Wearable Sensor-Based Activity Recognition over Statistical Features Selection and MLP Approach
Fakhra Nazar, Ahmad Jalal
Abstract
Supervising and examining the physical activities of different individuals by using wireless sensors is beneficial in favor of recognizing postural positioning and moving actions in the everyday ambiance. Accelerometers have been exercised in intelligent environments to identify human activities for many years. Using these accelerometer sensors and human activity recognition systems, people going through many sicknesses and illnesses can be proficiently scrutinized, and thus remedial medication can be dispensed in a well-timed approach. In this research paper, a naïve, and intricate technique founded on certain time domain features on the way to classify the physical activities is suggested. Feature extraction is a momentous step in HAR, and in this study, six statistical features were obtained from the preprocessed data.
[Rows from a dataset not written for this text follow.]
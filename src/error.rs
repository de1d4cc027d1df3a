//! Per-frame error types and their client-facing messages.
//!
//! [`FrameError`] keeps the internal reason a frame failed (bad base64,
//! missing field, detector failure, ...). Clients see one of three messages,
//! picked by [`FrameErrorKind`]:
//!
//! | Kind         | Message                    |
//! |--------------|----------------------------|
//! | `InvalidJson`| `Invalid JSON format`      |
//! | `Processing` | `Error processing frame`   |
//! | `NoFace`     | `No face detected`         |

use crate::detection::DetectorError;

/// Message sent when the inbound text is not JSON.
pub const INVALID_JSON_MESSAGE: &str = "Invalid JSON format";

/// Message sent for any decode or inference failure.
pub const PROCESSING_MESSAGE: &str = "Error processing frame";

/// Message sent when the detector finds no face.
pub const NO_FACE_MESSAGE: &str = "No face detected";

/// Why a single frame could not produce a prediction.
///
/// Every variant is recoverable: the session answers with an error message
/// and keeps reading.
#[derive(Debug, thiserror::Error)]
pub enum FrameError {
    /// The message text is not valid JSON.
    #[error("invalid JSON: {0}")]
    InvalidJson(#[from] serde_json::Error),

    /// A required field is absent or has the wrong type.
    #[error("missing or invalid field `{0}`")]
    MissingField(&'static str),

    /// The image string has no comma separating prefix and payload.
    #[error("image is not a data URL (no comma separator)")]
    MalformedDataUrl,

    /// The message was not a text frame.
    #[error("expected a text frame")]
    NotText,

    /// The payload is not valid base64.
    #[error("invalid base64 payload: {0}")]
    Base64(#[from] base64::DecodeError),

    /// The bytes could not be decoded as an image.
    #[error("image decode failed: {0}")]
    ImageDecode(#[from] image::ImageError),

    /// The detector failed.
    #[error("detector failed: {0}")]
    Detector(#[from] DetectorError),

    /// The detector returned a face with no scores.
    #[error("detector returned an empty emotion map")]
    EmptyScores,

    /// Decoding or inference panicked on the worker thread.
    #[error("frame processing panicked: {0}")]
    Panicked(String),

    /// The detector found no face.
    #[error("no face detected")]
    NoFace,
}

/// External category of a [`FrameError`].
#[derive(Debug, Clone, Copy, PartialEq, Eq)]
pub enum FrameErrorKind {
    /// The text was not JSON.
    InvalidJson,
    /// Anything that went wrong while decoding or running inference.
    Processing,
    /// The detector found no face.
    NoFace,
}

impl FrameErrorKind {
    /// Returns the fixed client message for this kind.
    #[must_use]
    pub const fn message(self) -> &'static str {
        match self {
            Self::InvalidJson => INVALID_JSON_MESSAGE,
            Self::Processing => PROCESSING_MESSAGE,
            Self::NoFace => NO_FACE_MESSAGE,
        }
    }
}

impl FrameError {
    /// Returns the external category.
    #[must_use]
    pub const fn kind(&self) -> FrameErrorKind {
        match self {
            Self::InvalidJson(_) => FrameErrorKind::InvalidJson,
            Self::NoFace => FrameErrorKind::NoFace,
            Self::MissingField(_)
            | Self::MalformedDataUrl
            | Self::NotText
            | Self::Base64(_)
            | Self::ImageDecode(_)
            | Self::Detector(_)
            | Self::EmptyScores
            | Self::Panicked(_) => FrameErrorKind::Processing,
        }
    }

    /// Short internal tag for logs.
    #[must_use]
    pub const fn tag(&self) -> &'static str {
        match self {
            Self::InvalidJson(_) => "invalid_json",
            Self::MissingField(_) => "missing_field",
            Self::MalformedDataUrl => "malformed_data_url",
            Self::NotText => "not_text",
            Self::Base64(_) => "base64",
            Self::ImageDecode(_) => "image_decode",
            Self::Detector(_) => "detector",
            Self::EmptyScores => "empty_scores",
            Self::Panicked(_) => "panicked",
            Self::NoFace => "no_face",
        }
    }

    /// Returns the message sent to the client.
    ///
    /// With `expose_detail`, processing errors carry the underlying reason
    /// after a colon. The other kinds never change.
    #[must_use]
    pub fn client_message(&self, expose_detail: bool) -> String {
        let kind = self.kind();
        if expose_detail && kind == FrameErrorKind::Processing {
            format!("{}: {self}", kind.message())
        } else {
            kind.message().to_string()
        }
    }
}

#[cfg(test)]
#[allow(clippy::panic)]
mod tests {
    use base64::Engine as _;

    use super::*;

    fn json_error() -> FrameError {
        let Err(e) = serde_json::from_str::<serde_json::Value>("{not json") else {
            panic!("expected a parse error");
        };
        FrameError::from(e)
    }

    #[test]
    fn json_errors_map_to_invalid_json() {
        let err = json_error();
        assert_eq!(err.kind(), FrameErrorKind::InvalidJson);
        assert_eq!(err.client_message(false), "Invalid JSON format");
        assert_eq!(err.client_message(true), "Invalid JSON format");
    }

    #[test]
    fn decode_failures_collapse_to_processing() {
        let Err(b64) = base64::engine::general_purpose::STANDARD.decode("@@@") else {
            panic!("expected a base64 error");
        };
        let errors = [
            FrameError::MissingField("data.image"),
            FrameError::MalformedDataUrl,
            FrameError::NotText,
            FrameError::Base64(b64),
            FrameError::Detector(DetectorError::Poisoned),
            FrameError::EmptyScores,
            FrameError::Panicked("detector blew up".to_string()),
        ];
        for err in &errors {
            assert_eq!(err.kind(), FrameErrorKind::Processing, "{err}");
            assert_eq!(err.client_message(false), "Error processing frame");
        }
    }

    #[test]
    fn detail_is_appended_only_for_processing() {
        let err = FrameError::MissingField("data.image");
        assert_eq!(
            err.client_message(true),
            "Error processing frame: missing or invalid field `data.image`"
        );
        assert_eq!(FrameError::NoFace.client_message(true), "No face detected");
    }

    #[test]
    fn tags_are_distinct() {
        let tags = [
            json_error().tag(),
            FrameError::MissingField("x").tag(),
            FrameError::MalformedDataUrl.tag(),
            FrameError::NotText.tag(),
            FrameError::EmptyScores.tag(),
            FrameError::Panicked(String::new()).tag(),
            FrameError::NoFace.tag(),
        ];
        let unique: std::collections::HashSet<_> = tags.iter().collect();
        assert_eq!(unique.len(), tags.len());
    }
}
To further optimize the feature set, the Binary Grey Wolf Optimizer (GWO) was integrated. Further, a Multilayer Perceptron (MLP) was utilized for activity recognition to distinguish between the six activity classes. MLP has the advantage of finding non-linear patterns in data, the algorithm possesses powerful features of reducing overfitting in the data and good generality. It also offers resistance to noises usually experienced in the sensor data. Experimental results evaluated that the proposed framework achieved 87.14% recognition accuracy. This validates that the suggested framework can be used to observe physical activities and discriminate between healthy and unhealthy patients.